A U.S. science magazine produced by Massachusetts General Hospital has published an article on the “trash island” created by fraudulent computer-generated papers in the scientific literature (emphasis is mine):
Bad science can do lasting damage … [some studies] go beyond bad data and are wholly fraudulent from their inception. A curious subset of these are scientific papers that are generated by computer programs. Custom algorithms can contribute sections or even spin up whole papers by splicing together likely-sounding phrases or linguistically twisting already-published results. Such papers get printed, even by reputable publishers, and while many of these papers have been retracted, some are still being cited in the scientific literature years after their retraction.

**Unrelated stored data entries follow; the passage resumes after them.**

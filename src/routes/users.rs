use crate::{
    auth::{hash_password, verify_password, AuthResponse, LoginRequest, Session},
    db::{UserStore, DUPLICATE_EMAIL},
    error::AppError,
    models::{user::normalize_email, User, UserChanges, UserInput, UserUpdate},
    state::AppState,
};
use actix_web::{delete, get, patch, post, web, HttpResponse, Responder};
use validator::Validate;

/// Opens a new session for `user` and returns its token.
async fn open_session(state: &AppState, user: &User) -> Result<String, AppError> {
    let token = state.keys.generate_token(user.id)?;
    state.store.add_token(user.id, &token).await?;
    Ok(token)
}

/// Register a new user
///
/// Creates the account, opens its first session and returns `{ user, token }`.
/// The two steps are not atomic: if storing the token fails the account
/// remains and the client gets a 500, after which logging in opens a session.
#[post("")]
pub async fn signup(
    state: web::Data<AppState>,
    user_data: web::Json<UserInput>,
) -> Result<impl Responder, AppError> {
    let input = user_data.into_inner().normalized();
    input.validate()?;

    if state.store.find_user_by_email(&input.email).await?.is_some() {
        return Err(AppError::BadRequest(DUPLICATE_EMAIL.into()));
    }

    let password_hash = hash_password(&input.password)?;
    let user = state
        .store
        .insert_user(&User::new(input, password_hash))
        .await?;
    let token = open_session(&state, &user).await?;
    log::info!("Registered user {}", user.id);

    Ok(HttpResponse::Created().json(AuthResponse { user, token }))
}

/// Login user
///
/// Unknown e-mail and wrong password produce the same response.
#[post("/login")]
pub async fn login(
    state: web::Data<AppState>,
    login_data: web::Json<LoginRequest>,
) -> Result<impl Responder, AppError> {
    let unable = || AppError::BadRequest("Unable to login".into());

    let user = state
        .store
        .find_user_by_email(&normalize_email(&login_data.email))
        .await?
        .ok_or_else(unable)?;
    if !verify_password(&login_data.password, &user.password_hash)? {
        return Err(unable());
    }

    let token = open_session(&state, &user).await?;
    Ok(HttpResponse::Ok().json(AuthResponse { user, token }))
}

/// Ends the session the request was made with; other sessions stay valid.
#[post("/logout")]
pub async fn logout(
    state: web::Data<AppState>,
    session: Session,
) -> Result<impl Responder, AppError> {
    state
        .store
        .remove_token(session.user.id, &session.token)
        .await?;
    Ok(HttpResponse::Ok().finish())
}

/// Ends every session of the authenticated user.
#[post("/logoutAll")]
pub async fn logout_all(
    state: web::Data<AppState>,
    session: Session,
) -> Result<impl Responder, AppError> {
    state.store.clear_tokens(session.user.id).await?;
    Ok(HttpResponse::Ok().finish())
}

#[get("/me")]
pub async fn profile(session: Session) -> impl Responder {
    HttpResponse::Ok().json(session.user)
}

/// Updates `name`, `email`, `password` and/or `age`. Other fields are rejected.
#[patch("/me")]
pub async fn update_profile(
    state: web::Data<AppState>,
    session: Session,
    user_data: web::Json<UserUpdate>,
) -> Result<impl Responder, AppError> {
    let update = user_data.into_inner().normalized();
    update.validate()?;

    let password_hash = match &update.password {
        Some(password) => Some(hash_password(password)?),
        None => None,
    };
    let changes = UserChanges {
        name: update.name,
        email: update.email,
        password_hash,
        age: update.age,
    };

    let user = state
        .store
        .update_user(session.user.id, &changes)
        .await?
        .ok_or_else(|| AppError::NotFound("User not found".into()))?;
    Ok(HttpResponse::Ok().json(user))
}

/// Deletes the account together with all of its tasks.
#[delete("/me")]
pub async fn delete_account(
    state: web::Data<AppState>,
    session: Session,
) -> Result<impl Responder, AppError> {
    let user = state
        .store
        .delete_user(session.user.id)
        .await?
        .ok_or_else(|| AppError::NotFound("User not found".into()))?;
    log::info!("Deleted user {}", user.id);
    Ok(HttpResponse::Ok().json(user))
}
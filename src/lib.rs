#![doc = "The `taskmanager` library crate."]
#![doc = ""]
#![doc = "Domain models, the storage seam with its PostgreSQL and in-memory backends,"]
#![doc = "bearer-token authentication, routing and error handling for the task manager API."]
#![doc = "The binary (`main.rs`) wires these together into an `HttpServer`."]

pub mod auth;
pub mod config;
pub mod db;
pub mod error;
pub mod models;
pub mod routes;
pub mod state;

pub use crate::error::AppError;
pub use crate::state::AppState;
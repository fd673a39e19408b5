pub mod task;
pub mod user;
pub mod validation;

pub use task::{SortDirection, SortField, Task, TaskFilter, TaskInput, TaskQuery, TaskSort, TaskUpdate};
pub use user::{User, UserChanges, UserInput, UserUpdate};
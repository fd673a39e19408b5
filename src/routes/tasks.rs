use crate::{
    auth::Session,
    db::TaskStore,
    error::AppError,
    models::{Task, TaskFilter, TaskInput, TaskQuery, TaskUpdate},
    state::AppState,
};
use actix_web::{delete, get, patch, post, web, HttpResponse, Responder};
use uuid::Uuid;
use validator::Validate;

fn task_not_found() -> AppError {
    AppError::NotFound("Task not found".into())
}

/// A malformed id cannot name one of the caller's tasks, so it is a plain 404.
fn parse_task_id(raw: &str) -> Result<Uuid, AppError> {
    Uuid::parse_str(raw).map_err(|_| task_not_found())
}

/// Lists the authenticated user's tasks.
///
/// ## Query Parameters:
/// - `completed` (optional): `true` or `false`; keeps only tasks with that flag.
/// - `sortBy` (optional): `<field>_<asc|desc>` where field is one of `description`,
///   `completed`, `createdAt`, `updatedAt`. Without it tasks come in creation order.
/// - `limit` (optional): maximum number of tasks to return; `0` means no limit.
/// - `skip` (optional): number of tasks to skip first.
///
/// ## Responses:
/// - `200 OK`: JSON array of `Task` objects, possibly empty.
/// - `400 Bad Request`: A query parameter could not be parsed.
/// - `401 Unauthorized`: Missing or revoked token.
#[get("")]
pub async fn get_tasks(
    state: web::Data<AppState>,
    session: Session,
    query: web::Query<TaskQuery>,
) -> Result<impl Responder, AppError> {
    let filter = TaskFilter::try_from(query.into_inner())?;
    let tasks = state.store.list_tasks(session.user.id, &filter).await?;
    Ok(HttpResponse::Ok().json(tasks))
}

/// Creates a task owned by the authenticated user.
///
/// ## Request Body:
/// - `description`: required, must not be blank.
/// - `completed` (optional): defaults to `false`.
///
/// Any other field is rejected; in particular the owner cannot be chosen.
///
/// ## Responses:
/// - `201 Created`: The stored `Task`, including its generated id.
/// - `400 Bad Request`: Missing or blank description, or an unknown field.
/// - `401 Unauthorized`: Missing or revoked token.
#[post("")]
pub async fn create_task(
    state: web::Data<AppState>,
    session: Session,
    task_data: web::Json<TaskInput>,
) -> Result<impl Responder, AppError> {
    task_data.validate()?;

    let task = Task::new(task_data.into_inner(), session.user.id);
    let task = state.store.insert_task(&task).await?;
    log::debug!("User {} created task {}", session.user.id, task.id);

    Ok(HttpResponse::Created().json(task))
}

/// Fetches one of the authenticated user's tasks.
///
/// ## Responses:
/// - `200 OK`: The `Task`.
/// - `404 Not Found`: No task with that id is owned by the caller.
#[get("/{id}")]
pub async fn get_task(
    state: web::Data<AppState>,
    session: Session,
    task_id: web::Path<String>,
) -> Result<impl Responder, AppError> {
    let id = parse_task_id(&task_id)?;
    let task = state
        .store
        .find_task(id, session.user.id)
        .await?
        .ok_or_else(task_not_found)?;
    Ok(HttpResponse::Ok().json(task))
}

/// Updates `description` and/or `completed` on one of the caller's tasks.
///
/// ## Responses:
/// - `200 OK`: The updated `Task`.
/// - `400 Bad Request`: An unknown field was sent or the description is blank.
/// - `404 Not Found`: No task with that id is owned by the caller.
#[patch("/{id}")]
pub async fn update_task(
    state: web::Data<AppState>,
    session: Session,
    task_id: web::Path<String>,
    task_data: web::Json<TaskUpdate>,
) -> Result<impl Responder, AppError> {
    task_data.validate()?;
    let id = parse_task_id(&task_id)?;

    let task = state
        .store
        .update_task(id, session.user.id, &task_data)
        .await?
        .ok_or_else(task_not_found)?;
    Ok(HttpResponse::Ok().json(task))
}

/// Deletes one of the caller's tasks and returns it as it was.
///
/// ## Responses:
/// - `200 OK`: The deleted `Task`.
/// - `404 Not Found`: No task with that id is owned by the caller.
#[delete("/{id}")]
pub async fn delete_task(
    state: web::Data<AppState>,
    session: Session,
    task_id: web::Path<String>,
) -> Result<impl Responder, AppError> {
    let id = parse_task_id(&task_id)?;
    let task = state
        .store
        .delete_task(id, session.user.id)
        .await?
        .ok_or_else(task_not_found)?;
    log::debug!("User {} deleted task {}", session.user.id, task.id);
    Ok(HttpResponse::Ok().json(task))
}
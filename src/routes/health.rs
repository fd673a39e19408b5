use actix_web::{get, web, HttpResponse, Responder};
use chrono::Utc;
use serde_json::json;

use crate::state::AppState;

/// Health check endpoint
///
/// Reports whether the store answers, together with the current timestamp.
/// Responds `503 Service Unavailable` when the store cannot be reached.
#[get("/health")]
pub async fn health(state: web::Data<AppState>) -> impl Responder {
    match state.store.ping().await {
        Ok(()) => HttpResponse::Ok().json(json!({
            "status": "ok",
            "store": "ok",
            "timestamp": Utc::now()
        })),
        Err(err) => {
            log::warn!("Health check failed: {}", err);
            HttpResponse::ServiceUnavailable().json(json!({
                "status": "degraded",
                "store": "unreachable",
                "timestamp": Utc::now()
            }))
        }
    }
}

Stephen Ornes, Proto Magazine
The problem of academics and medical staff successfully publishing peer-reviewed gibberish is one we’ve written about previously at the Daily Sceptic. Although it’s good that the issue is being surfaced in pop-science magazines, the report itself adds little new information, being based entirely on the work of the tiny handful of volunteer bloggers and researchers who investigate fake papers. Instead it’s worth reading in full to study the responses by science insiders. It appears that the seeds are being sown for a destruction of confidence in science that could be even greater than the fallout from Covid.
To understand what might happen we need to briefly review the latest breakthroughs in the field of artificial intelligence.
Generative transformer models
20th century science fiction usually depicts artificial intelligence (AI) as cold, analytical calculating machines driven by pure logic. Twenty-first century AI is shaping up quite differently. The invention of generative transformer models has opened the era of creative, imaginative AI that can invent original material difficult to distinguish from that created by humans. A fun demonstration posted in recent days is the output of the DALL-E 2 model when asked to draw pictures of Kermit the frog.
You can find many more examples of DALL-E 2’s output by searching Twitter or looking at the official website.
Whilst DALL-E 2 generates images given a short prompt, the more famous GPT-3 model generates text. Here’s what it generates given the writing prompt “Here’s a standup comedy show by Peter Thiel, Elon Musk and Larry Page about how much it sucks to run a company.”
Larry: I think I’m going to do a reddit AMA.
GPT-3
Peter: I think that’s a terrible idea. You know how brutal they are on Reddit, right?
Larry: I do.
Peter: It’s the internet. That’s like stepping into a bear cage.
Larry: I’m not scared of bears.
Peter: Yeah, but think about it. When you go in there, they’re all going to be…
Larry: I don’t care if I get eaten by bears. You’re always telling me I should get out more and socialize.
Peter: Socialising on the internet is like if you walked into a bar and everyone there had only read about alcohol, but never actually tried it. You’ll be torn to shreds.
Larry: I don’t understand how the internet could possibly be worse than some of the stuff that’s happening in the news these days.
Peter: The news is funny because you know it’s fake, right? It’s not actually that bad. But if you go on Reddit and tell people that one plus one is two, they’re going to Photoshop your face onto a frog and put you in a Hitler moustache and have you firing rockets into space.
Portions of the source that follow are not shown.